Last night (Thursday, August 31) at 10 I switched on KPBS for a Midsomer Murders rerun that reached even farther back in the show’s history than “Beyond the Grave”: “Blood Will Out,” from the show’s second season in early 1999. It’s set in a small village called Martyr Warren in the decidedly fictitious Midsomer County in central England, and it’s centered around the local town bully, Hector Bridges (Paul Jesson). Hector is having hissy-fits over the arrival in town of a band of “travelers” – people with no fixed abode who live in RV’s and other large vehicles, travel from place to place and essentially live off the land. Though they’re not “gypsies” in the literal sense of being Rom people, they live much the way gypsies do and are subject to the same social prejudices, including continually being accused of stealing from the locals.
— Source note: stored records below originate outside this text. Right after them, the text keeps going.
//! Per-cabin record and state machine.
//!
//! A cabin tracks lighting, temperature, and safety state. The state machine
//! is deliberately asymmetric: comfort operations (light, temperature) only
//! move a cabin between `Normal`, `LightOn`, and `TempAdjust`, while safety
//! escalations (`Emergency`, `Fire`) override and are terminal; no
//! operation returns a cabin from either.
//!
//! Comfort side effects still land while a cabin is escalated: switching the
//! light or retargeting the temperature updates the field without touching
//! the state.

/// Index of a cabin, `0..cabin_count`. Stable for the process lifetime.
pub type CabinId = usize;

/// Safety/comfort state of a single cabin.
#[derive(Debug, Clone, Copy, PartialEq, Eq)]
pub enum CabinState {
    /// Idle: light off, no temperature adjustment in progress.
    Normal,
    /// Light switched on from `Normal`.
    LightOn,
    /// Temperature adjustment requested from `Normal`.
    TempAdjust,
    /// Passenger emergency. Terminal.
    Emergency,
    /// Fire alert. Terminal; entering it cuts the light.
    Fire,
}

impl CabinState {
    /// Short display label for the status panel.
    pub fn label(self) -> &'static str {
        match self {
            CabinState::Normal => "Normal",
            CabinState::LightOn => "Light On",
            CabinState::TempAdjust => "Temp Adj",
            CabinState::Emergency => "EMERGENCY",
            CabinState::Fire => "FIRE",
        }
    }
}

/// One passenger compartment.
///
/// Mutated only under its own lock (see [`StateStore`](super::StateStore));
/// the identity `id` is immutable after creation.
#[derive(Debug, Clone)]
pub struct Cabin {
    id: CabinId,
    light_on: bool,
    temperature: i32,
    state: CabinState,
}

impl Cabin {
    /// Creates a cabin in `Normal` state with the light off.
    pub fn new(id: CabinId, temperature: i32) -> Self {
        Self {
            id,
            light_on: false,
            temperature,
            state: CabinState::Normal,
        }
    }

    pub fn id(&self) -> CabinId {
        self.id
    }

    pub fn light_on(&self) -> bool {
        self.light_on
    }

    pub fn temperature(&self) -> i32 {
        self.temperature
    }

    pub fn state(&self) -> CabinState {
        self.state
    }

    /// Switches the light.
    ///
    /// The flag always follows the request. State only moves between
    /// `Normal` and `LightOn`; in any other state the flag is toggled and
    /// the state is left untouched.
    pub fn set_light(&mut self, on: bool) {
        self.light_on = on;
        match (on, self.state) {
            (true, CabinState::Normal) => self.state = CabinState::LightOn,
            (false, CabinState::LightOn) => self.state = CabinState::Normal,
            _ => {}
        }
    }

    /// Retargets the temperature.
    ///
    /// The target always lands; the state moves to `TempAdjust` only from
    /// `Normal`.
    pub fn set_temperature(&mut self, celsius: i32) {
        self.temperature = celsius;
        if self.state == CabinState::Normal {
            self.state = CabinState::TempAdjust;
        }
    }

    /// Escalates to `Emergency` from any state.
    pub fn raise_emergency(&mut self) {
        self.state = CabinState::Emergency;
    }

    /// Escalates to `Fire` from any state and cuts the light.
    pub fn raise_fire(&mut self) {
        self.state = CabinState::Fire;
        self.light_on = false;
    }

    /// Cuts the light without touching the state (power saving).
    pub fn shed_light(&mut self) {
        self.light_on = false;
    }
}

#[cfg(test)]
mod tests {
    use super::*;

    #[test]
    fn test_light_on_from_normal() {
        let mut cabin = Cabin::new(0, 24);
        cabin.set_light(true);
        assert!(cabin.light_on());
        assert_eq!(cabin.state(), CabinState::LightOn);
    }

    #[test]
    fn test_light_off_returns_to_normal() {
        let mut cabin = Cabin::new(0, 24);
        cabin.set_light(true);
        cabin.set_light(false);
        assert!(!cabin.light_on());
        assert_eq!(cabin.state(), CabinState::Normal);
    }

    #[test]
    fn test_light_toggle_never_leaves_escalated_states() {
        for raise in [Cabin::raise_emergency, Cabin::raise_fire] {
            let mut cabin = Cabin::new(2, 24);
            raise(&mut cabin);
            let escalated = cabin.state();

            cabin.set_light(true);
            assert!(cabin.light_on());
            assert_eq!(cabin.state(), escalated);

            cabin.set_light(false);
            assert!(!cabin.light_on());
            assert_eq!(cabin.state(), escalated);
        }
    }

    #[test]
    fn test_light_toggle_preserves_temp_adjust() {
        let mut cabin = Cabin::new(1, 24);
        cabin.set_temperature(18);
        cabin.set_light(true);
        assert!(cabin.light_on());
        assert_eq!(cabin.state(), CabinState::TempAdjust);
    }

    #[test]
    fn test_temperature_from_normal_enters_temp_adjust() {
        let mut cabin = Cabin::new(0, 24);
        cabin.set_temperature(18);
        assert_eq!(cabin.temperature(), 18);
        assert_eq!(cabin.state(), CabinState::TempAdjust);
    }

    #[test]
    fn test_temperature_applies_without_state_change_elsewhere() {
        let mut cabin = Cabin::new(0, 24);
        cabin.raise_emergency();
        cabin.set_temperature(30);
        assert_eq!(cabin.temperature(), 30);
        assert_eq!(cabin.state(), CabinState::Emergency);
    }

    #[test]
    fn test_fire_cuts_light_and_is_terminal() {
        let mut cabin = Cabin::new(3, 24);
        cabin.set_light(true);
        cabin.raise_fire();
        assert!(!cabin.light_on());
        assert_eq!(cabin.state(), CabinState::Fire);

        // Nothing comfort-side brings it back.
        cabin.set_light(false);
        cabin.set_temperature(20);
        assert_eq!(cabin.state(), CabinState::Fire);
    }

    #[test]
    fn test_shed_light_keeps_state() {
        let mut cabin = Cabin::new(4, 24);
        cabin.set_light(true);
        cabin.shed_light();
        assert!(!cabin.light_on());
        assert_eq!(cabin.state(), CabinState::LightOn);
    }
}
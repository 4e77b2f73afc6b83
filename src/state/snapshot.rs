//! Read-only snapshots for the presentation collaborator.
//!
//! A snapshot is a point-in-time copy of everything the panel renders:
//! global flags, the task table, and the cabin records. Taking one never
//! holds the global lock and a cabin lock at the same time, so presentation
//! cadence cannot interfere with the runtime's lock discipline.

use std::sync::Arc;

use crate::registry::TaskState;
use crate::state::cabin::{CabinId, CabinState};

/// Point-in-time copy of one task table entry.
#[derive(Debug, Clone)]
pub struct TaskSnapshot {
    pub id: usize,
    pub name: Arc<str>,
    pub priority: u8,
    pub state: TaskState,
    pub active: bool,
    pub execution_count: u64,
}

/// Point-in-time copy of one cabin record.
#[derive(Debug, Clone)]
pub struct CabinSnapshot {
    pub id: CabinId,
    pub light_on: bool,
    pub temperature: i32,
    pub state: CabinState,
}

/// Point-in-time copy of the whole system state.
#[derive(Debug, Clone)]
pub struct SystemSnapshot {
    pub system_running: bool,
    pub power_low: bool,
    pub emergency_active: bool,
    pub fire_active: bool,
    pub tasks: Vec<TaskSnapshot>,
    pub cabins: Vec<CabinSnapshot>,
}
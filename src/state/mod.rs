//! Shared safety/comfort state for the coach.
//!
//! The state store is the leaf component of the runtime: everything else
//! (registry, runners, event handlers, presentation) reads and mutates state
//! through it.
//!
//! ## Contents
//! - [`Cabin`], [`CabinState`] — per-cabin record and its state machine
//! - [`StateStore`], [`Shared`], [`AlarmFlag`] — the shared store: one global
//!   lock over flags + task table, one lock per cabin, and the broadcast
//!   wake signal
//! - [`SystemSnapshot`] and row types — read-only view for presentation
//!
//! ## Locking discipline
//! The global lock and a cabin lock are **never** held simultaneously by the
//! same call path. Waiting on the wake signal arms the waiter while the
//! global lock is still held, so a broadcast between release and sleep
//! cannot be missed.

mod cabin;
mod snapshot;
mod store;

pub use cabin::{Cabin, CabinId, CabinState};
pub use snapshot::{CabinSnapshot, SystemSnapshot, TaskSnapshot};
pub use store::{AlarmFlag, Shared, StateStore};
//! Core domain types for the ARBX cross-venue execution engine.
//!
//! This crate provides the vocabulary shared by the engine and its callers:
//! - `Price`, `Size`: precision-safe numeric types
//! - `VenueId`, `InstrumentId`, `LegKey`, `PairId`: location identifiers
//! - `OrderIdentity`: venue and/or client order id, matched on either
//! - `OrderSnapshot`, `OrderHandle`: reported and tracked order state
//! - `TradeRequest`: the validated input of one paired execution
//! - `ExecutionResult`: the structured output, including compensations

pub mod decimal;
pub mod error;
pub mod execution;
pub mod market;
pub mod order;
pub mod request;
pub mod time;

pub use decimal::{Price, Size};
pub use error::{CoreError, Result};
pub use market::{InstrumentId, LegKey, PairId, VenueId};
pub use order::{
    ClientOrderId, OrderIdentity, OrderKey, OrderSide, OrderStatus, OrderType, VenueOrderId,
};
pub use request::{TradeIntent, TradeLeg, TradeRequest};
pub use time::now_ms;

// Execution types
pub use execution::{
    CompensationAction, CompensationStatus, ExecutionMode, ExecutionOutcome, ExecutionResult,
    FailureKind, OrderHandle, OrderSnapshot, PartialFailure,
};
//! Main application.

use std::sync::Arc;

use arbx_core::TradeRequest;
use arbx_executor::{
    DynVenue, EventSink, ExecutionEngine, ExecutionEvent, PaperVenue, ProbeService, VenueRegistry,
};
use arbx_telemetry::Metrics;
use serde_json::json;
use tokio::io::{AsyncBufRead, AsyncBufReadExt, AsyncWrite, AsyncWriteExt, BufReader};
use tokio::sync::mpsc;
use tokio_util::sync::CancellationToken;
use tracing::{debug, error, info, warn};

use crate::config::AppConfig;
use crate::error::AppResult;

/// Paper-trading host around one [`ExecutionEngine`].
pub struct Application {
    config: AppConfig,
    engine: Arc<ExecutionEngine>,
    events: mpsc::Receiver<ExecutionEvent>,
}

impl Application {
    /// Build the paper venues and the engine.
    pub fn new(config: AppConfig) -> AppResult<Self> {
        config.validate()?;

        let mut venues = VenueRegistry::new();
        for venue in &config.venues {
            let paper = if venue.push {
                PaperVenue::new(venue.name.as_str())
            } else {
                PaperVenue::pull_only(venue.name.as_str())
            };
            info!(venue = %venue.name, push = venue.push, "Paper venue ready");
            venues = venues.with(Arc::new(paper) as DynVenue);
        }

        let (tx, events) = mpsc::channel(config.event_buffer);
        let engine = ExecutionEngine::new(config.engine.clone(), venues, EventSink::new(tx))?;

        Ok(Self {
            config,
            engine: Arc::new(engine),
            events,
        })
    }

    #[must_use]
    pub fn config(&self) -> &AppConfig {
        &self.config
    }

    #[must_use]
    pub fn engine(&self) -> &Arc<ExecutionEngine> {
        &self.engine
    }

    /// Serve stdin/stdout until EOF or Ctrl-C.
    pub async fn run(self) -> AppResult<()> {
        let input = BufReader::new(tokio::io::stdin());
        let output = tokio::io::stdout();
        self.run_with(input, output).await
    }

    /// Serve one JSON trade request per input line, answering each with one
    /// JSON line on `output`.
    pub async fn run_with<R, W>(self, input: R, mut output: W) -> AppResult<()>
    where
        R: AsyncBufRead + Unpin,
        W: AsyncWrite + Unpin,
    {
        let Self {
            config,
            engine,
            events,
        } = self;
        info!(mode = ?config.engine.mode, "Starting application");

        let shutdown = CancellationToken::new();
        let event_handle = tokio::spawn(log_events(events));
        let probe_handle = tokio::spawn(ProbeService::new(engine.clone()).run(shutdown.clone()));

        // Main event loop
        let mut lines = input.lines();
        let mut handled = 0u64;
        loop {
            tokio::select! {
                line = lines.next_line() => {
                    let Some(line) = line? else {
                        info!("Input closed");
                        break;
                    };
                    if let Some(reply) = handle_line(&engine, &line).await {
                        handled += 1;
                        output.write_all(reply.as_bytes()).await?;
                        output.write_all(b"\n").await?;
                        output.flush().await?;
                    }
                }

                // Handle shutdown signal
                _ = tokio::signal::ctrl_c() => {
                    info!("Shutdown signal received");
                    break;
                }
            }
        }

        // Cleanup
        info!(handled, "Shutting down");
        shutdown.cancel();
        if let Err(e) = probe_handle.await {
            error!(error = %e, "Probe task failed");
        }
        // Dropping the last engine handle closes the event channel.
        drop(engine);
        if let Err(e) = event_handle.await {
            error!(error = %e, "Event task failed");
        }

        let metrics = Metrics::render()?;
        debug!(%metrics, "Final metrics");
        Ok(())
    }
}

/// Execute one input line. Blank lines produce no reply.
async fn handle_line(engine: &ExecutionEngine, line: &str) -> Option<String> {
    let line = line.trim();
    if line.is_empty() {
        return None;
    }

    let request: TradeRequest = match serde_json::from_str(line) {
        Ok(request) => request,
        Err(e) => {
            warn!(error = %e, "Rejecting malformed trade request");
            return Some(json!({ "error": e.to_string() }).to_string());
        }
    };

    let result = engine.execute(&request).await;
    match serde_json::to_string(&result) {
        Ok(reply) => Some(reply),
        Err(e) => {
            error!(error = %e, pair_id = %result.pair_id, "Failed to encode execution result");
            Some(json!({ "error": e.to_string() }).to_string())
        }
    }
}

async fn log_events(mut events: mpsc::Receiver<ExecutionEvent>) {
    while let Some(event) = events.recv().await {
        match event {
            ExecutionEvent::TradeCompleted {
                pair_id,
                outcome,
                executed_quantity,
            } => {
                debug!(%pair_id, %outcome, %executed_quantity, "Trade completed");
            }
            ExecutionEvent::ReduceOnlyDetected {
                pair_id,
                leg,
                reason,
            } => {
                warn!(%pair_id, %leg, %reason, "Pair quarantined: venue is reduce-only");
            }
            ExecutionEvent::ReduceOnlyCleared { pair_id, leg } => {
                info!(%pair_id, %leg, "Pair released from reduce-only quarantine");
            }
            ExecutionEvent::CompensationFailed {
                pair_id,
                venue,
                instrument,
                unhedged_quantity,
                reason,
            } => {
                error!(
                    alert = true,
                    %pair_id,
                    %venue,
                    %instrument,
                    %unhedged_quantity,
                    %reason,
                    "Unhedged position left after failed unwind"
                );
            }
        }
    }
}

#[cfg(test)]
mod tests {
    use super::*;
    use arbx_core::{ExecutionOutcome, ExecutionResult, FailureKind};
    use rust_decimal_macros::dec;

    fn config(mode: &str) -> AppConfig {
        AppConfig::from_toml_str(&format!(
            r#"
            [engine]
            mode = "{mode}"

            [engine.probe]
            enabled = false

            [[venues]]
            name = "alpha"

            [[venues]]
            name = "beta"
            "#
        ))
        .unwrap()
    }

    const REQUEST: &str = r#"{"symbol":"ETH","legs":[{"venue":"alpha","instrument":"ETH","side":"buy","target_price":"100"},{"venue":"beta","instrument":"ETH","side":"sell","target_price":"101"}],"quantity":"0.5","intent":"open"}"#;

    async fn serve(mode: &str, input: &str) -> Vec<String> {
        let app = Application::new(config(mode)).unwrap();
        let mut output = Vec::new();
        app.run_with(input.as_bytes(), &mut output).await.unwrap();
        String::from_utf8(output)
            .unwrap()
            .lines()
            .map(str::to_string)
            .collect()
    }

    #[tokio::test]
    async fn test_executes_each_request_line() {
        let input = format!("{REQUEST}\n\n{REQUEST}\n");
        let replies = serve("trading", &input).await;
        assert_eq!(replies.len(), 2);

        for reply in replies {
            let result: ExecutionResult = serde_json::from_str(&reply).unwrap();
            assert_eq!(result.outcome, ExecutionOutcome::Success);
            assert_eq!(result.executed_quantity.inner(), dec!(0.5));
        }
    }

    #[tokio::test]
    async fn test_observation_mode_places_nothing() {
        let replies = serve("observation", REQUEST).await;
        let result: ExecutionResult = serde_json::from_str(&replies[0]).unwrap();
        assert_eq!(result.outcome, ExecutionOutcome::Observed);
        assert!(result.buy_order.is_none());
    }

    #[tokio::test]
    async fn test_malformed_line_gets_error_reply() {
        let replies = serve("trading", "{\"symbol\":\"ETH\"}\n").await;
        assert_eq!(replies.len(), 1);
        let reply: serde_json::Value = serde_json::from_str(&replies[0]).unwrap();
        assert!(reply["error"].is_string());
    }

    #[tokio::test]
    async fn test_unknown_venue_is_invalid_request() {
        let request = REQUEST.replace("\"beta\"", "\"gamma\"");
        let replies = serve("trading", &request).await;
        let result: ExecutionResult = serde_json::from_str(&replies[0]).unwrap();
        assert_eq!(result.outcome, ExecutionOutcome::Failure);
        assert_eq!(result.failure, Some(FailureKind::InvalidRequest));
    }
}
Hector wants the representatives of local law enforcement, detective chief inspector Tom Barnaby (John Nettles, who’s played this role since the series began and still does) and his deputy, Sgt. Gavin Troy (Daniel Casey), to run them out of town. Barnaby protests that he can’t do that because they haven’t broken any laws; the travelers are encamped on private property and its owner, Will Saxby (John Tuttine), has given them permission to be there. Will’s wife Muriel (Elizabeth Garvie) is upset because he told her there would be only one or two guests on their land, and instead there are at least a dozen, plus the conveyances in which they live. It turns out that some years earlier Will and Hector switched partners – literally; Muriel left Hector to marry Will and Will’s wife Jenny (Tricia George) left him to marry Hector and took their daughter Fleur (Honeysuckle Weeks – either that’s her real name or she should have fired her agent for giving her such a silly one) with him.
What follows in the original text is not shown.